◆ RECORDS FOR THIS EXERCISE
☆ ☆ ☆ ☆

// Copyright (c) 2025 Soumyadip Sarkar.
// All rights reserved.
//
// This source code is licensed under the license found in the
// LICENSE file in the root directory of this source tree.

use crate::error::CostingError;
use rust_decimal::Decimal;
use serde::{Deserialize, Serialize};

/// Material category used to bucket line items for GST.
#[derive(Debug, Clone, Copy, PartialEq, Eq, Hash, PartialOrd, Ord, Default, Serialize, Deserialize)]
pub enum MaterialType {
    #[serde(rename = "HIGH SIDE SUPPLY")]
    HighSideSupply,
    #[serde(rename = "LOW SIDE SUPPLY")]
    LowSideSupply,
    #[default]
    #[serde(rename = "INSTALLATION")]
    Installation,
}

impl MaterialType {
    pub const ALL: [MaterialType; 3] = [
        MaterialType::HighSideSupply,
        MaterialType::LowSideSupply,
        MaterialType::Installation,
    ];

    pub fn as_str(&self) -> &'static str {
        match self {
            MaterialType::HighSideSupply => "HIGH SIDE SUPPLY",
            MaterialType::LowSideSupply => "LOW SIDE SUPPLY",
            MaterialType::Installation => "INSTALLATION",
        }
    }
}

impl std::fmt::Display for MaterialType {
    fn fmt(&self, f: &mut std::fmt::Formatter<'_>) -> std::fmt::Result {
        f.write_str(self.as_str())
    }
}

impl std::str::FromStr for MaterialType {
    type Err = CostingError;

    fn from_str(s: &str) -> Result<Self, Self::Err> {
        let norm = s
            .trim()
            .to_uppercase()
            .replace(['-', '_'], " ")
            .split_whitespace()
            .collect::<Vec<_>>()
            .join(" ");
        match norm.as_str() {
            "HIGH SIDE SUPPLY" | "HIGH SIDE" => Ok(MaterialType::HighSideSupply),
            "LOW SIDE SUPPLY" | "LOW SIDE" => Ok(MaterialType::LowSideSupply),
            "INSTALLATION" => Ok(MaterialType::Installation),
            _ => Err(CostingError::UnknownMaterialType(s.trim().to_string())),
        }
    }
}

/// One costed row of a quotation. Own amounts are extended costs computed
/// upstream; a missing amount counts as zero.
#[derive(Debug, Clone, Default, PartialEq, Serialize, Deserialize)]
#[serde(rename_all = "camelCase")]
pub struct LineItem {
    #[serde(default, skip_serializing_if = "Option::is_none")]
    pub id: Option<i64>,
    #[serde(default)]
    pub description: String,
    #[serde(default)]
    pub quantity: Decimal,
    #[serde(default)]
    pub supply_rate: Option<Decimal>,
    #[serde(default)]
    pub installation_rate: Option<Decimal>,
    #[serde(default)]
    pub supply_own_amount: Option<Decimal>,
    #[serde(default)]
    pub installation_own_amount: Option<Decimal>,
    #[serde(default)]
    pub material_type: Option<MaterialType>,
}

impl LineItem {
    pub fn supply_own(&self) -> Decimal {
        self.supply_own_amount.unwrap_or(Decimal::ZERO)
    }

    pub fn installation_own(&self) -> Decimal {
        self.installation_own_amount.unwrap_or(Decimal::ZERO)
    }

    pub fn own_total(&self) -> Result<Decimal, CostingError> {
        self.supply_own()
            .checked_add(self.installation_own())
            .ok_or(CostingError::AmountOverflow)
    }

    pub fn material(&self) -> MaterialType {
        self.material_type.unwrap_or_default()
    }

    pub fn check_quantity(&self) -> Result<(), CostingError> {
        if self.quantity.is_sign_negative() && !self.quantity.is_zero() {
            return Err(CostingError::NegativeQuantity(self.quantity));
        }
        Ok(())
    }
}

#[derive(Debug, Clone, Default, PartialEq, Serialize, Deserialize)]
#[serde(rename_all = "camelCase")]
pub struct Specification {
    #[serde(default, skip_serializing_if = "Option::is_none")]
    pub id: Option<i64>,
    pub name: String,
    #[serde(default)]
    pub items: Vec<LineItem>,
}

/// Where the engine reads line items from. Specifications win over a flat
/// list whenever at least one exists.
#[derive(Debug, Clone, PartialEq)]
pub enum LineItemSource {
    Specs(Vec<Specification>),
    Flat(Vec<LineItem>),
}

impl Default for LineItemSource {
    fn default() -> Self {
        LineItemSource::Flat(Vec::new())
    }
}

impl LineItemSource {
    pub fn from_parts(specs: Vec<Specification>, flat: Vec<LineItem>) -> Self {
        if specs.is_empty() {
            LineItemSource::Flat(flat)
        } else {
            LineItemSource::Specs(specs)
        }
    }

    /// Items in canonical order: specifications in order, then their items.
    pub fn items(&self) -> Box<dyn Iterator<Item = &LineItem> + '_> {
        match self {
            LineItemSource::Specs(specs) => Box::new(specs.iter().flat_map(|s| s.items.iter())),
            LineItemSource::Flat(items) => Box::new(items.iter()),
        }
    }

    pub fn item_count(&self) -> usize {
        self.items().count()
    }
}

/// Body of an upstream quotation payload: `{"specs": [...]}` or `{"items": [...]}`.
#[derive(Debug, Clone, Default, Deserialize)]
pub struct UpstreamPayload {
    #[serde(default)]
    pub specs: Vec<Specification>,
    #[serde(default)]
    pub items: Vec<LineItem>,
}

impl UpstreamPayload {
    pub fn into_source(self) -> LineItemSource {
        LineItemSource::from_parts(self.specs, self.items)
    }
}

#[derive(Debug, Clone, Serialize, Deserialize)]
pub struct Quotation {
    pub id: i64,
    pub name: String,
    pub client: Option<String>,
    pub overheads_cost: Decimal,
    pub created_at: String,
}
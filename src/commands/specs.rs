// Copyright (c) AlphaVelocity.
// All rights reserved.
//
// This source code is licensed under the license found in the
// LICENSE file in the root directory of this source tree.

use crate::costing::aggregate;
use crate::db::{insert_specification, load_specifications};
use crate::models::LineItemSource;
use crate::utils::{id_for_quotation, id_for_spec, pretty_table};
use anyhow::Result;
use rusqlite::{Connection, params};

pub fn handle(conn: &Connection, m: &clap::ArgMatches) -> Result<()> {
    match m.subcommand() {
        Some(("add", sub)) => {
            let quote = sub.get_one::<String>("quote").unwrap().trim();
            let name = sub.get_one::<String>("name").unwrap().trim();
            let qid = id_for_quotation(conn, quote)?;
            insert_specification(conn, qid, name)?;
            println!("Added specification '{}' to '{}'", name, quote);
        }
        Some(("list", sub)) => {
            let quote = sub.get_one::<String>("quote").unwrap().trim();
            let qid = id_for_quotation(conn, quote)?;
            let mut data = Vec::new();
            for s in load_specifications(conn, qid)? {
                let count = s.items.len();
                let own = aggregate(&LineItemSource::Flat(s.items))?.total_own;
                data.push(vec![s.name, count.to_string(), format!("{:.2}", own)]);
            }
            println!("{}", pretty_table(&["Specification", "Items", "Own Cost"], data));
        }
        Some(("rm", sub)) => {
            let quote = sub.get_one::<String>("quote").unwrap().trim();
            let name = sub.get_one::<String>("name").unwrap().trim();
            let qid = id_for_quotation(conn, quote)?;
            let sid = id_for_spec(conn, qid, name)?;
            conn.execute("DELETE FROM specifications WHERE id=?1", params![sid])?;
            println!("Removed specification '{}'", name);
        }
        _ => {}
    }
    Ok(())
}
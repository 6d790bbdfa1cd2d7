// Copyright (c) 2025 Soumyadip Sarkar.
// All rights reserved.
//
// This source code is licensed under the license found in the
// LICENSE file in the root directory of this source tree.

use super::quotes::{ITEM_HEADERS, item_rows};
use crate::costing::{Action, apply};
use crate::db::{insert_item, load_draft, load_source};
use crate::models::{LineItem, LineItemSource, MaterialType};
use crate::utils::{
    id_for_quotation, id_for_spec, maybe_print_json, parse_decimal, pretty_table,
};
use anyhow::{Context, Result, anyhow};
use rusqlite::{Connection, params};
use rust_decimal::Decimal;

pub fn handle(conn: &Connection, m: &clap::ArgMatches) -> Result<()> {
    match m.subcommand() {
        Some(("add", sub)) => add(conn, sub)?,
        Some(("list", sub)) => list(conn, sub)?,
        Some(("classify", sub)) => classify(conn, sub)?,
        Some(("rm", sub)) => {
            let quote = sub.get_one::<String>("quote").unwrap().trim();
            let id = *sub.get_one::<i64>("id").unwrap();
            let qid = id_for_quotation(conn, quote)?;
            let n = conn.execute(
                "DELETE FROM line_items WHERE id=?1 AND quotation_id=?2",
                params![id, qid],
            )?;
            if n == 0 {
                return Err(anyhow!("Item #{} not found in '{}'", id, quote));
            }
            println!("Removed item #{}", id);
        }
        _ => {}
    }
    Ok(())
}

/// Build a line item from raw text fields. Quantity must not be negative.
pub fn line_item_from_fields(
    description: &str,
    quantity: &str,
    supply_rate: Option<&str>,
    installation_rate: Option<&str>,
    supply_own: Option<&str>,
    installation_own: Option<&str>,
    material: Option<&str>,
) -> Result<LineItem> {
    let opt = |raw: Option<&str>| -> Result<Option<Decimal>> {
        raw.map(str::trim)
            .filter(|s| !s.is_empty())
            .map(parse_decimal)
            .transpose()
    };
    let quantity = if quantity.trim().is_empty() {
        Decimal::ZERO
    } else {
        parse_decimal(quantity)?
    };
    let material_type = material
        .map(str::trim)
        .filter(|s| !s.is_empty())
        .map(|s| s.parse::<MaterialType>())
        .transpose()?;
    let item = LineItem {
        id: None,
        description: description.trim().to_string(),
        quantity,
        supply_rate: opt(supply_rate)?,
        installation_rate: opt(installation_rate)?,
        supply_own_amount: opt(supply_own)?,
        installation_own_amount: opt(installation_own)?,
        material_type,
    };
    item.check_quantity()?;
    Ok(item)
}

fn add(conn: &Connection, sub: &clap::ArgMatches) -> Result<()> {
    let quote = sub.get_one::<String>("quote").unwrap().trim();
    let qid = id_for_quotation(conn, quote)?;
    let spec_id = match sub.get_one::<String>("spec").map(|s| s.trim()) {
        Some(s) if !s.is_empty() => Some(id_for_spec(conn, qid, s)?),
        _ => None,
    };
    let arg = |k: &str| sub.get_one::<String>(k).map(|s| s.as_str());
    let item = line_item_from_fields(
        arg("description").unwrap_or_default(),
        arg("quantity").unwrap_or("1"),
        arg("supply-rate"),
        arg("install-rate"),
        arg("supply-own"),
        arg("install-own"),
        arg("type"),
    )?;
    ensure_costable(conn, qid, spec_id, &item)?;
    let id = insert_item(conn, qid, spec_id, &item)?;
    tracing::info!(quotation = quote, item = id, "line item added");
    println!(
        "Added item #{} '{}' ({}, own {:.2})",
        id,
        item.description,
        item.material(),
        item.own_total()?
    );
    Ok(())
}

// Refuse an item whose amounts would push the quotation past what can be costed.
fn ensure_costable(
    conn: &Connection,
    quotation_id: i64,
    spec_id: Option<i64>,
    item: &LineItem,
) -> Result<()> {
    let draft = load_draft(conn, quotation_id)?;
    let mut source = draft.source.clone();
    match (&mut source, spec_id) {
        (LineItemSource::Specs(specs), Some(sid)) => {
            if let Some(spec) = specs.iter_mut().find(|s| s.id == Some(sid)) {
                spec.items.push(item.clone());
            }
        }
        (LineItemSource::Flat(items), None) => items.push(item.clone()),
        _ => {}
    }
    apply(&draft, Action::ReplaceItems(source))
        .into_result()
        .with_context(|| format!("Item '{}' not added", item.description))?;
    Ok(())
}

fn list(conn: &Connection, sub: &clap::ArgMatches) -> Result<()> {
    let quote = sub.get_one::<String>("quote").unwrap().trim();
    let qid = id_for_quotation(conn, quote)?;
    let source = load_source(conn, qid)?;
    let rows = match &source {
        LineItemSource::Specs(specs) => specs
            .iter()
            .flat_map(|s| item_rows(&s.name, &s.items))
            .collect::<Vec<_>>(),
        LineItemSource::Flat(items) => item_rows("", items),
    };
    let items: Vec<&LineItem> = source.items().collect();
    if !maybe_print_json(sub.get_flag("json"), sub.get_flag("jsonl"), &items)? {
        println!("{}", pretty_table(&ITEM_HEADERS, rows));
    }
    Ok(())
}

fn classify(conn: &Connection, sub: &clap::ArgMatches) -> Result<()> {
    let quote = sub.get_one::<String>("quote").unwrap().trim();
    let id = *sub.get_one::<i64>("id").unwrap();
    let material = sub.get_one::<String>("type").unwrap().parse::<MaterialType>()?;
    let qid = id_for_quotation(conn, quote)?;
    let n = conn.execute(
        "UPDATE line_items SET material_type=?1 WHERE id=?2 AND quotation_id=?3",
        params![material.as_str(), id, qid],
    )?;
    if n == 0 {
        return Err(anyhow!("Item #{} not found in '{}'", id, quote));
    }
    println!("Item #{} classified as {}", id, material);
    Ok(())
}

☆ ☆ ☆ ☆

◆ WHAT NEEDS TO BE DONE
Throughout the data above, report every line that contains the string "Removed".

◆ EXERCISE ANSWER
            println!("Removed specification '{}'", name);
            println!("Removed item #{}", id);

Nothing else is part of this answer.